:: Data records

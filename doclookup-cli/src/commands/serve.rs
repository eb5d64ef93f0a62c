//! `doclookup serve` command - Run the lookup HTTP server.

use std::path::Path;
use std::sync::Arc;

use doclookup_axum::{AppState, LookupServer, TablePage};
use doclookup_query::StdEnvSource;
use doclookup_table::{Endpoints, HttpSource, LookupSource};

use crate::cli::ServeArgs;
use crate::commands::build_service;
use crate::config::Config;
use crate::error::CliResult;
use crate::output::{self, kv};

/// Run the serve command
pub async fn run(args: ServeArgs, config_path: Option<&Path>) -> CliResult<()> {
    let config = Config::discover(config_path, &std::env::current_dir()?)?;
    let options = config.resolve_serve(&args);

    let service = build_service(&StdEnvSource);

    output::header("doclookup server");
    kv("Listen", &options.server.listen);
    kv("CORS", if options.server.cors { "enabled" } else { "disabled" });
    kv("Table language", &options.language.to_string());

    // The table page reads the store in-process unless external endpoints are set
    let source: Arc<dyn LookupSource> = match &options.endpoints {
        Some((list_url, by_id_url)) => {
            let endpoints = Endpoints::parse(list_url, by_id_url)?;
            kv("Table list URL", endpoints.list_url.as_str());
            kv("Table by-id URL", endpoints.by_id_url.as_str());
            Arc::new(HttpSource::new(endpoints))
        }
        None => Arc::new(service.clone()),
    };
    output::newline();

    let state = AppState::new(service).with_table(TablePage {
        source,
        labels: options.language.labels(),
        page_size: options.page_size,
    });

    let server = LookupServer::new(options.server, state);
    let listener = server.bind().await?;
    output::success("Server started, press Ctrl-C to stop");

    server
        .serve(listener, doclookup_axum::shutdown_signal())
        .await?;

    output::info("Server stopped");
    Ok(())
}
//! Route definitions.

use axum::Router;
use axum::routing::get;

use crate::handlers::{self, AppState};

/// Create the router with every endpoint.
pub fn create_router(state: AppState) -> Router {
    Router::new()
        .route("/", get(handlers::table_page))
        .route("/meta", get(handlers::meta))
        .route("/search/by-field", get(handlers::search_by_field))
        .route("/search/by-id", get(handlers::search_by_id))
        .route("/list", get(handlers::list))
        .route("/health", get(handlers::health))
        .with_state(state)
}

#[cfg(test)]
mod tests {
    use std::sync::{Arc, Mutex};

    use async_trait::async_trait;
    use axum::body::{Body, to_bytes};
    use axum::http::{Request, StatusCode};
    use doclookup_mongodb::{Document, DocumentStore, MemoryStore, MongoError, MongoResult, doc};
    use doclookup_query::LookupSettings;
    use pretty_assertions::assert_eq;
    use serde_json::{Value, json};
    use tower::ServiceExt;

    use super::*;
    use crate::service::LookupService;

    /// Wraps a store and records every filter it receives.
    struct RecordingStore {
        inner: MemoryStore,
        filters: Mutex<Vec<Document>>,
    }

    #[async_trait]
    impl DocumentStore for RecordingStore {
        async fn find_one(&self, filter: Document) -> MongoResult<Option<Document>> {
            self.filters.lock().unwrap().push(filter.clone());
            self.inner.find_one(filter).await
        }

        async fn find_page(&self, sort: &str, skip: u64, limit: u64) -> MongoResult<Vec<Document>> {
            self.inner.find_page(sort, skip, limit).await
        }

        async fn count(&self) -> MongoResult<u64> {
            self.inner.count().await
        }

        async fn ping(&self) -> MongoResult<()> {
            Err(MongoError::connection("down"))
        }
    }

    fn setup(settings: LookupSettings) -> (Router, Arc<RecordingStore>) {
        let store = Arc::new(RecordingStore {
            inner: MemoryStore::with_documents((1..=30).map(|n| {
                doc! { "code": format!("C{:02}", n), "email": format!("user{}@example.com", n), "active": n % 2 == 0 }
            })),
            filters: Mutex::new(Vec::new()),
        });
        let service = LookupService::new(Arc::new(settings), store.clone());
        (create_router(AppState::new(service)), store)
    }

    async fn get(router: &Router, uri: &str) -> (StatusCode, String) {
        let response = router
            .clone()
            .oneshot(Request::builder().uri(uri).body(Body::empty()).unwrap())
            .await
            .unwrap();
        let status = response.status();
        let bytes = to_bytes(response.into_body(), usize::MAX).await.unwrap();
        (status, String::from_utf8(bytes.to_vec()).unwrap())
    }

    async fn get_json(router: &Router, uri: &str) -> (StatusCode, Value) {
        let (status, body) = get(router, uri).await;
        (status, serde_json::from_str(&body).unwrap())
    }

    fn code_settings() -> LookupSettings {
        LookupSettings::default()
            .with_primary_id_field("code")
            .with_allowed_fields(["email", "code"])
    }

    #[tokio::test]
    async fn test_meta() {
        let (router, _) = setup(code_settings());
        let (status, body) = get_json(&router, "/meta").await;

        assert_eq!(status, StatusCode::OK);
        assert_eq!(
            body,
            json!({ "primaryIdField": "code", "allowedFields": ["email", "code"] })
        );
    }

    #[tokio::test]
    async fn test_meta_with_empty_allow_list() {
        let (router, _) = setup(LookupSettings::default());
        let (_, body) = get_json(&router, "/meta").await;
        assert_eq!(body, json!({ "primaryIdField": "_id", "allowedFields": [] }));
    }

    #[tokio::test]
    async fn test_by_field_found() {
        let (router, _) = setup(code_settings());
        let (status, body) =
            get_json(&router, "/search/by-field?field=email&value=user7%40example.com").await;

        assert_eq!(status, StatusCode::OK);
        assert_eq!(body["code"], "C07");
    }

    #[tokio::test]
    async fn test_disallowed_field_never_reaches_store() {
        let (router, store) = setup(code_settings());
        let (status, body) = get_json(&router, "/search/by-field?field=active&value=true").await;

        assert_eq!(status, StatusCode::BAD_REQUEST);
        assert_eq!(body, json!({ "error": "Field not allowed. Use one of: email, code" }));
        assert!(store.filters.lock().unwrap().is_empty());
    }

    #[tokio::test]
    async fn test_by_field_missing_params() {
        let (router, store) = setup(code_settings());

        for uri in ["/search/by-field", "/search/by-field?field=email", "/search/by-field?field=email&value="] {
            let (status, body) = get_json(&router, uri).await;
            assert_eq!(status, StatusCode::BAD_REQUEST);
            assert_eq!(body, json!({ "error": "Provide 'field' and 'value'" }));
        }
        assert!(store.filters.lock().unwrap().is_empty());
    }

    #[tokio::test]
    async fn test_by_id_uses_primary_field() {
        let (router, store) = setup(code_settings());
        let (status, body) = get_json(&router, "/search/by-id?id=C12").await;

        assert_eq!(status, StatusCode::OK);
        assert_eq!(body["email"], "user12@example.com");
        assert_eq!(store.filters.lock().unwrap()[0], doc! { "code": "C12" });
    }

    #[tokio::test]
    async fn test_by_id_missing_and_not_found() {
        let (router, _) = setup(code_settings());

        let (status, body) = get_json(&router, "/search/by-id").await;
        assert_eq!(status, StatusCode::BAD_REQUEST);
        assert_eq!(body, json!({ "error": "Missing 'id'" }));

        let (status, body) = get_json(&router, "/search/by-id?id=C99").await;
        assert_eq!(status, StatusCode::NOT_FOUND);
        assert_eq!(body, json!({ "error": "Not found" }));
    }

    #[tokio::test]
    async fn test_list_contract() {
        let (router, _) = setup(code_settings());

        let (status, body) = get_json(&router, "/list?page=3&pageSize=10&includeTotal=true").await;
        assert_eq!(status, StatusCode::OK);
        assert_eq!(body["total"], 30);
        assert_eq!(body["page"], 3);
        assert_eq!(body["pageSize"], 10);
        assert_eq!(body["items"].as_array().unwrap().len(), 10);
        assert_eq!(body["items"][0]["code"], "C21");

        let (_, body) = get_json(&router, "/list?page=0&pageSize=abc").await;
        assert_eq!(body["page"], 1);
        assert_eq!(body["pageSize"], 25);
        assert_eq!(body["total"], Value::Null);
    }

    #[tokio::test]
    async fn test_health_unavailable() {
        let (router, _) = setup(code_settings());
        let (status, body) = get_json(&router, "/health").await;

        assert_eq!(status, StatusCode::SERVICE_UNAVAILABLE);
        assert_eq!(body, json!({ "status": "unavailable" }));
    }

    #[tokio::test]
    async fn test_table_page_last_page() {
        let (router, _) = setup(code_settings());
        let (status, html) = get(&router, "/?page=2&pageSize=25").await;

        assert_eq!(status, StatusCode::OK);
        assert!(html.contains("<th>code</th><th>email</th><th>active</th>"));
        assert!(html.contains("Página 2 \u{2022} 26\u{2013}30 de 30"));
        assert!(html.contains(r#"<button type="button" disabled>Siguiente</button>"#));
    }

    #[tokio::test]
    async fn test_table_page_search_not_found() {
        let (router, _) = setup(code_settings());
        let (_, html) = get(&router, "/?id=C99").await;

        assert!(html.contains("<th>Sin datos</th>"));
        assert!(html.contains("Error al buscar"));
        assert!(html.contains(r#"<button type="button" disabled>Anterior</button>"#));
    }

    #[tokio::test]
    async fn test_repeated_keys_use_first_value() {
        let (router, store) = setup(code_settings());

        let (status, body) = get_json(&router, "/search/by-id?id=C01&id=C02").await;
        assert_eq!(status, StatusCode::OK);
        assert_eq!(body["code"], "C01");

        let (status, body) =
            get_json(&router, "/search/by-field?field=email&value=user3@example.com&field=code").await;
        assert_eq!(status, StatusCode::OK);
        assert_eq!(body["code"], "C03");

        let filters = store.filters.lock().unwrap();
        assert_eq!(filters.len(), 2);
        assert_eq!(filters[1], doc! { "email": "user3@example.com" });
    }

    #[tokio::test]
    async fn test_repeated_missing_key_is_json_error() {
        let (router, _) = setup(code_settings());
        let (status, body) = get_json(&router, "/search/by-id?id=&id=C02").await;

        assert_eq!(status, StatusCode::BAD_REQUEST);
        assert_eq!(body, json!({ "error": "Missing 'id'" }));
    }

    #[tokio::test]
    async fn test_table_page_huge_page_number() {
        let (router, _) = setup(code_settings());
        let (status, html) = get(&router, "/?page=18446744073709551615").await;

        assert_eq!(status, StatusCode::OK);
        assert!(html.contains("Página 18446744073709551615 \u{2022} 0 filas"));
        assert!(html.contains(r#"<button type="button" disabled>Siguiente</button>"#));
    }
}
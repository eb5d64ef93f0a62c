//! Validation of lookup requests.
//!
//! Raw query parameters are turned into a validated lookup before anything
//! reaches the database. A by-field lookup can only be constructed for a
//! field that is in the allow-list.
//!
//! ```rust
//! use doclookup_query::{AllowList, ByField, ById};
//!
//! let allowed = AllowList::parse("email");
//!
//! let by_field = ByField::parse(Some("email"), Some(" ana@example.com "), &allowed).unwrap();
//! assert_eq!(by_field.value(), "ana@example.com");
//!
//! assert!(ByField::parse(Some("password"), Some("x"), &allowed).is_err());
//! assert!(ById::parse(Some("   ")).is_err());
//! ```

use crate::error::{LookupError, LookupResult};
use crate::settings::AllowList;

/// Message returned when a by-field request misses a parameter.
pub const MISSING_FIELD_OR_VALUE: &str = "Provide 'field' and 'value'";
/// Message returned when a by-id request misses the identifier.
pub const MISSING_ID: &str = "Missing 'id'";

fn trimmed(raw: Option<&str>) -> &str {
    raw.map(str::trim).unwrap_or_default()
}

/// A validated identifier lookup.
#[derive(Debug, Clone, PartialEq, Eq)]
pub struct ById {
    id: String,
}

impl ById {
    /// Validate the raw `id` parameter.
    pub fn parse(id: Option<&str>) -> LookupResult<Self> {
        let id = trimmed(id);
        if id.is_empty() {
            return Err(LookupError::missing_parameter(MISSING_ID));
        }

        Ok(Self { id: id.to_string() })
    }

    /// The trimmed identifier.
    pub fn id(&self) -> &str {
        &self.id
    }
}

/// A validated single-field equality lookup.
#[derive(Debug, Clone, PartialEq, Eq)]
pub struct ByField {
    field: String,
    value: String,
}

impl ByField {
    /// Validate the raw `field` and `value` parameters against the allow-list.
    pub fn parse(
        field: Option<&str>,
        value: Option<&str>,
        allowed: &AllowList,
    ) -> LookupResult<Self> {
        let field = trimmed(field);
        let value = trimmed(value);

        if field.is_empty() || value.is_empty() {
            return Err(LookupError::missing_parameter(MISSING_FIELD_OR_VALUE));
        }

        if !allowed.contains(field) {
            return Err(LookupError::field_not_allowed(&allowed.joined()));
        }

        Ok(Self {
            field: field.to_string(),
            value: value.to_string(),
        })
    }

    /// The allow-listed field name.
    pub fn field(&self) -> &str {
        &self.field
    }

    /// The trimmed value to match exactly.
    pub fn value(&self) -> &str {
        &self.value
    }
}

::::

Problem to work on – Exactly the lines from the start of the entries through the one bearing "pub async fn" are to be output, with both ends included.

Output for this task –
filename doclookup-cli/src/commands/serve.rs
repository eb5d64ef93f0a62c
//! `doclookup serve` command - Run the lookup HTTP server.

use std::path::Path;
use std::sync::Arc;

use doclookup_axum::{AppState, LookupServer, TablePage};
use doclookup_query::StdEnvSource;
use doclookup_table::{Endpoints, HttpSource, LookupSource};

use crate::cli::ServeArgs;
use crate::commands::build_service;
use crate::config::Config;
use crate::error::CliResult;
use crate::output::{self, kv};

/// Run the serve command
pub async fn run(args: ServeArgs, config_path: Option<&Path>) -> CliResult<()> {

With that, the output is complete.